Address
- 600 Main Street Des Arc, Arkansas, 72040 United States

District information
- Type: Public
- Grades: PreK–12
- NCES District ID: 0505190

Students and staff
- Students: 572
- Teachers: 46.1 (FTE)
- Staff: 45.97 (FTE)
- Student–teacher ratio: 12.41

Other information
- Website: www.desarcschools.org

= Des Arc School District =

School district in Arkansas, United States

The Des Arc School District is a school district headquartered in Des Arc, Arkansas, United States. The district provides early childhood, elementary and secondary education from pre-kindergarten through to grade 12 in that serves the northern portion of Prairie County. The district encompasses 265.68 mi2 of land, including all of Des Arc. A small portion of the district extends into Lonoke County.

==Schools==
The district operates three schools:
- Des Arc High School, serving more than 300 students in grades 7 through 12.
- Des Arc Elementary School, serving more than 300 students in kindergarten through grade 6.
- Des Arc Pre-K School, serving pre-kindergarten.

==Senior staff==
- Des Arc School District Superintendent: Nick Hill
- Des Arc Elementary School Principal: Dena Rooks
- Des Arc High School Principal: Nick Hill

Des Arc is a member of the Arkansas Activities Association's 6-2A conference. Des Arc participates in Football, Basketball, Baseball, Softball, Track, Cross Country and Wrestling. Des Arc is also home to the Des Arc High School Eagle Marching Band. Des Arc High School also offers many clubs such as FFA, FBLA, Beta Club, National Honor Society, Annual Staff, Eagle Press, FTA, FEA, FCCLA, Student Council, FCA, and more.
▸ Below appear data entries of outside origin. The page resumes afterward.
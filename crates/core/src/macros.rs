// SPDX-License-Identifier: BUSL-1.1
// Copyright (c) 2026 Alfred Jean LLC

//! Declarative macros shared across the workspace.

/// `Display` impl mapping unit enum variants to string literals.
///
/// ```ignore
/// crate::simple_display! {
///     NotificationMode {
///         All => "all",
///         None => "none",
///     }
/// }
/// ```
#[macro_export]
macro_rules! simple_display {
    ($enum:ty { $( $variant:ident => $str:expr ),+ $(,)? }) => {
        impl std::fmt::Display for $enum {
            fn fmt(&self, f: &mut std::fmt::Formatter<'_>) -> std::fmt::Result {
                f.write_str(match self {
                    $( Self::$variant => $str, )+
                })
            }
        }
    };
}

/// Test builder for a record struct: builder type, defaults, setters, `build()`.
///
/// Only compiled for tests and the `test-support` feature.
///
/// - `into { field: Type = default }`: setter takes `impl Into<Type>`
/// - `set { field: Type = default }`: setter takes `Type`
/// - `option { field: Type = default }`: target field is `Option<Type>`,
///   setter wraps `Some(v.into())`
///
/// ```ignore
/// crate::builder! {
///     pub struct JobRecordBuilder => JobRecord {
///         into { name: String = "app" }
///         set { building: bool = false }
///         option { error: String = None }
///     }
/// }
/// ```
#[macro_export]
macro_rules! builder {
    (
        pub struct $builder:ident => $target:ident {
            $(into {
                $( $into_field:ident : $into_ty:ty = $into_default:expr ),* $(,)?
            })?
            $(set {
                $( $set_field:ident : $set_ty:ty = $set_default:expr ),* $(,)?
            })?
            $(option {
                $( $opt_field:ident : $opt_ty:ty = $opt_default:expr ),* $(,)?
            })?
        }
    ) => {
        #[cfg(any(test, feature = "test-support"))]
        pub struct $builder {
            $($( $into_field: $into_ty, )*)?
            $($( $set_field: $set_ty, )*)?
            $($( $opt_field: Option<$opt_ty>, )*)?
        }

        #[cfg(any(test, feature = "test-support"))]
        impl Default for $builder {
            fn default() -> Self {
                Self {
                    $($( $into_field: $into_default.into(), )*)?
                    $($( $set_field: $set_default, )*)?
                    $($( $opt_field: $opt_default, )*)?
                }
            }
        }

        #[cfg(any(test, feature = "test-support"))]
        impl $builder {
            $($(
                pub fn $into_field(mut self, v: impl Into<$into_ty>) -> Self {
                    self.$into_field = v.into();
                    self
                }
            )*)?

            $($(
                pub fn $set_field(mut self, v: $set_ty) -> Self {
                    self.$set_field = v;
                    self
                }
            )*)?

            $($(
                pub fn $opt_field(mut self, v: impl Into<$opt_ty>) -> Self {
                    self.$opt_field = Some(v.into());
                    self
                }
            )*)?

            pub fn build(self) -> $target {
                $target {
                    $($( $into_field: self.$into_field, )*)?
                    $($( $set_field: self.$set_field, )*)?
                    $($( $opt_field: self.$opt_field, )*)?
                }
            }
        }

        #[cfg(any(test, feature = "test-support"))]
        impl $target {
            /// Create a builder with test defaults.
            pub fn builder() -> $builder {
                $builder::default()
            }
        }
    };
}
Des Arc's mascot is the Eagle

School colors are Green and White.

==Des Arc Alma Mater song==
The song is arranged to Ode to Joy

Des Arc was the state runner-up in Football in 1975, 2008 and 2013. Des Arc was state champs in 1976. The Des Arc Cross Country Team were state champs in 2007, Sr. Girl Track were state champs of 2008, and Sr. Boy were state Track champs 2009.

Des Arc High School rivals are Hazen High School in Hazen, and Carlisle High School in Carlisle.